WhatsApp previously had encryption features in the popular messaging app, but it was still vulnerable to government surveillance, cybercriminals, and unwanted intrusion, in part because the encryption wasn’t comprehensive — some parts of the app, some parts of encrypted messages, were unencrypted. No more, says WhatsApp, as of today users of the popular messaging app received a notice at the top of the app, stating unequivocally that the encryption used by WhatsApp is end-to-end, meaning that it is effectively invulnerable to intrusion.
— WIRED (@WIRED) April 5, 2016
“Recently there has been a lot of discussion about encrypted services and the work of law enforcement. While we recognize the important work of law enforcement in keeping people safe, efforts to weaken encryption risk exposing people’s information to abuse from cybercriminals and rogue states,” said WhatsApp this morning, defending the decision to roll out end-to-end encryption.
Of course, WhatsApp messages are only as secure as the phone they’re on, and if another person or a law enforcement agency was able to get into that phone, they’d be able to access a user’s WhatsApp messages. However, the strong encryption rolled out by WhatsApp today secures against third party snooping, ensuring that a message that is in transit between one WhatsApp user and another, remains completely encrypted and totally confidential.
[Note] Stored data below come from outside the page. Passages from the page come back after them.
//! Workspace representation: measurement, channels, density graph, data.

use crate::channel::Channel;
use hb_core::{Error, Result};
use serde::{Deserialize, Serialize};
use std::collections::BTreeSet;

/// Attribute that switches a weighted-sum density to per-bin evaluation.
pub const BINNED_LIKELIHOOD: &str = "BinnedLikelihood";

/// Name of the observed dataset.
pub const OBS_DATA: &str = "obsData";

/// Name of the model configuration object.
pub const MODEL_CONFIG: &str = "ModelConfig";

/// Name given to every synthetic workspace.
pub const WORKSPACE_NAME: &str = "BinnedWorkspace";

/// Name of the combined (multi-channel) density.
pub const SIM_PDF: &str = "simPdf";

/// Name of the luminosity parameter.
pub const LUMI: &str = "Lumi";

/// Measurement-level settings shared by all channels.
#[derive(Debug, Clone, PartialEq, Serialize, Deserialize)]
pub struct Measurement {
    /// Measurement name.
    pub name: String,
    /// Parameter of interest.
    pub poi: String,
    /// Luminosity value.
    pub luminosity: f64,
    /// Relative luminosity uncertainty.
    pub luminosity_rel_err: f64,
    /// Parameters held constant in fits.
    #[serde(default)]
    pub constant_params: BTreeSet<String>,
}

impl Measurement {
    /// Measurement with unit luminosity and no constants.
    pub fn new(name: impl Into<String>, poi: impl Into<String>) -> Self {
        Self {
            name: name.into(),
            poi: poi.into(),
            luminosity: 1.0,
            luminosity_rel_err: 0.0,
            constant_params: BTreeSet::new(),
        }
    }

    /// The benchmark measurement: POI `SignalStrength`, lumi 1 ± 10 %, `Lumi` constant.
    pub fn benchmark() -> Self {
        let mut m = Self::new("meas", crate::channel::SIGNAL_STRENGTH);
        m.luminosity = 1.0;
        m.luminosity_rel_err = 0.10;
        m.add_constant_param(LUMI);
        m
    }

    /// Hold `name` constant.
    pub fn add_constant_param(&mut self, name: impl Into<String>) {
        self.constant_params.insert(name.into());
    }
}

/// Kind of a density-graph node.
#[derive(Debug, Clone, PartialEq, Serialize, Deserialize)]
#[serde(tag = "type", rename_all = "snake_case")]
pub enum ComponentKind {
    /// Nominal template of one sample.
    Template {
        /// Sample name.
        sample: String,
    },
    /// Product of a sample's normalization terms.
    ScaleFactors {
        /// Sample name.
        sample: String,
    },
    /// Per-bin statistical-uncertainty factors of a channel.
    StatGammas,
    /// Weighted sum of sample contributions (per-bin sum density).
    RealSum,
    /// Gaussian constraint on one parameter.
    GaussianConstraint {
        /// Constrained parameter.
        parameter: String,
        /// Constraint centre.
        mean: f64,
        /// Constraint width.
        sigma: f64,
    },
    /// Channel density: weighted sum times its constraints.
    ChannelModel,
    /// Simultaneous density over several channel models.
    Simultaneous,
}

/// Node of the density graph.
#[derive(Debug, Clone, PartialEq, Serialize, Deserialize)]
pub struct DensityComponent {
    /// Unique component name.
    pub name: String,
    /// Component kind.
    pub kind: ComponentKind,
    /// Channel this component belongs to, if any.
    #[serde(default, skip_serializing_if = "Option::is_none")]
    pub channel: Option<String>,
    /// Names of the parameters/components this node depends on.
    #[serde(default)]
    pub servers: Vec<String>,
    /// String attributes (evaluation hints).
    #[serde(default)]
    pub attributes: BTreeSet<String>,
}

impl DensityComponent {
    /// Component with no attributes.
    pub fn new(
        name: impl Into<String>,
        kind: ComponentKind,
        channel: Option<&str>,
        servers: Vec<String>,
    ) -> Self {
        Self {
            name: name.into(),
            kind,
            channel: channel.map(str::to_string),
            servers,
            attributes: BTreeSet::new(),
        }
    }

    /// Whether this is a weighted-sum (per-bin sum) density.
    pub fn is_weighted_sum(&self) -> bool {
        matches!(self.kind, ComponentKind::RealSum)
    }

    /// Whether this component is a full density usable for a likelihood.
    pub fn is_pdf(&self) -> bool {
        matches!(self.kind, ComponentKind::ChannelModel | ComponentKind::Simultaneous)
    }

    /// Set a string attribute.
    pub fn set_attribute(&mut self, attr: &str) {
        self.attributes.insert(attr.to_string());
    }

    /// Query a string attribute.
    pub fn has_attribute(&self, attr: &str) -> bool {
        self.attributes.contains(attr)
    }
}

/// Observed counts of one channel.
#[derive(Debug, Clone, PartialEq, Serialize, Deserialize)]
pub struct ChannelData {
    /// Channel name.
    pub channel: String,
    /// Counts per bin.
    pub counts: Vec<f64>,
}

/// Named binned dataset.
#[derive(Debug, Clone, PartialEq, Serialize, Deserialize)]
pub struct ObservedData {
    /// Dataset name.
    pub name: String,
    /// Per-channel counts, in channel order.
    pub channels: Vec<ChannelData>,
}

impl ObservedData {
    /// Counts for `channel`.
    pub fn counts(&self, channel: &str) -> Option<&[f64]> {
        self.channels.iter().find(|c| c.channel == channel).map(|c| c.counts.as_slice())
    }
}

/// Which density, dataset and parameters make up the statistical model.
#[derive(Debug, Clone, PartialEq, Serialize, Deserialize)]
pub struct ModelConfig {
    /// Object name.
    pub name: String,
    /// Name of the top-level density.
    pub pdf_name: String,
    /// Name of the observed dataset.
    pub observed_data: String,
    /// Parameters of interest.
    pub parameters_of_interest: Vec<String>,
    /// Constrained nuisance parameters.
    pub nuisance_parameters: Vec<String>,
    /// Parameters held constant.
    #[serde(default)]
    pub constant_parameters: BTreeSet<String>,
}

impl ModelConfig {
    /// Name of the top-level density.
    pub fn pdf_name(&self) -> &str {
        &self.pdf_name
    }

    /// The (single) parameter of interest.
    pub fn poi(&self) -> Option<&str> {
        self.parameters_of_interest.first().map(String::as_str)
    }
}

/// Complete statistical model.
///
/// Built once by [`crate::ModelCombiner`]; afterwards only component
/// attributes change.
#[derive(Debug, Clone, PartialEq, Serialize, Deserialize)]
pub struct Workspace {
    name: String,
    measurement: Measurement,
    channels: Vec<Channel>,
    combined: bool,
    components: Vec<DensityComponent>,
    data: Vec<ObservedData>,
    model_config: ModelConfig,
}

impl Workspace {
    pub(crate) fn from_parts(
        measurement: Measurement,
        channels: Vec<Channel>,
        components: Vec<DensityComponent>,
        data: ObservedData,
        model_config: ModelConfig,
    ) -> Self {
        let combined = channels.len() > 1;
        Self {
            name: WORKSPACE_NAME.to_string(),
            measurement,
            channels,
            combined,
            components,
            data: vec![data],
            model_config,
        }
    }

    /// Workspace name.
    pub fn name(&self) -> &str {
        &self.name
    }

    /// Measurement settings.
    pub fn measurement(&self) -> &Measurement {
        &self.measurement
    }

    /// Channels in build order.
    pub fn channels(&self) -> &[Channel] {
        &self.channels
    }

    /// Look up a channel.
    pub fn channel(&self, name: &str) -> Option<&Channel> {
        self.channels.iter().find(|c| c.name == name)
    }

    /// `true` when built from more than one channel.
    pub fn is_combined(&self) -> bool {
        self.combined
    }

    /// All density-graph nodes.
    pub fn components(&self) -> &[DensityComponent] {
        &self.components
    }

    pub(crate) fn components_mut(&mut self) -> &mut [DensityComponent] {
        &mut self.components
    }

    /// Look up any component.
    pub fn component(&self, name: &str) -> Option<&DensityComponent> {
        self.components.iter().find(|c| c.name == name)
    }

    /// Look up a full density by name.
    pub fn pdf(&self, name: &str) -> Option<&DensityComponent> {
        self.component(name).filter(|c| c.is_pdf())
    }

    /// Look up a dataset by name.
    pub fn data(&self, name: &str) -> Option<&ObservedData> {
        self.data.iter().find(|d| d.name == name)
    }

    /// The model configuration.
    pub fn model_config(&self) -> &ModelConfig {
        &self.model_config
    }

    /// Names of the components carrying `attr`.
    pub fn components_with_attribute(&self, attr: &str) -> Vec<&str> {
        self.components.iter().filter(|c| c.has_attribute(attr)).map(|c| c.name.as_str()).collect()
    }

    /// Check the structural invariants. Used after loading from disk.
    pub fn validate(&self) -> Result<()> {
        if self.channels.is_empty() {
            return Err(Error::Validation("workspace has no channels".to_string()));
        }
        if self.combined != (self.channels.len() > 1) {
            return Err(Error::Validation(format!(
                "combined flag {} inconsistent with {} channel(s)",
                self.combined,
                self.channels.len()
            )));
        }
        for ch in &self.channels {
            ch.validate()?;
        }

        let poi = &self.measurement.poi;
        let supplies_poi = self.channels.iter().flat_map(|c| &c.samples).any(|s| {
            s.norm_factor.as_ref().map(|nf| &nf.name == poi).unwrap_or(false)
        });
        if !supplies_poi {
            return Err(Error::Validation(format!("no sample supplies the POI '{}'", poi)));
        }

        if self.pdf(&self.model_config.pdf_name).is_none() {
            return Err(Error::Validation(format!(
                "model config refers to missing pdf '{}'",
                self.model_config.pdf_name
            )));
        }
        let data = self.data(&self.model_config.observed_data).ok_or_else(|| {
            Error::Validation(format!(
                "model config refers to missing dataset '{}'",
                self.model_config.observed_data
            ))
        })?;
        for ch in &self.channels {
            let counts = data.counts(&ch.name).ok_or_else(|| {
                Error::Validation(format!("dataset has no entry for channel '{}'", ch.name))
            })?;
            if counts.len() != ch.n_bins() {
                return Err(Error::Validation(format!(
                    "dataset bins for '{}' ({}) != channel bins ({})",
                    ch.name,
                    counts.len(),
                    ch.n_bins()
                )));
            }
        }
        Ok(())
    }
}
The move has been praised by security experts and human rights advocates, who suggest that encrypted messaging will allow individuals who live under oppressive governments to communicate freely using WhatsApp – which is, according to the company itself, the primary goal of its encryption feature.
“I grew up in the USSR during communist rule, and the fact that people couldn’t speak freely is one of the reasons my family moved to the United States,” said Jan Koum, co-founder of WhatsApp.
According to the Verge, the end-to-end encryption was rolled out to all of WhatsApp’s user-base after months of internal development.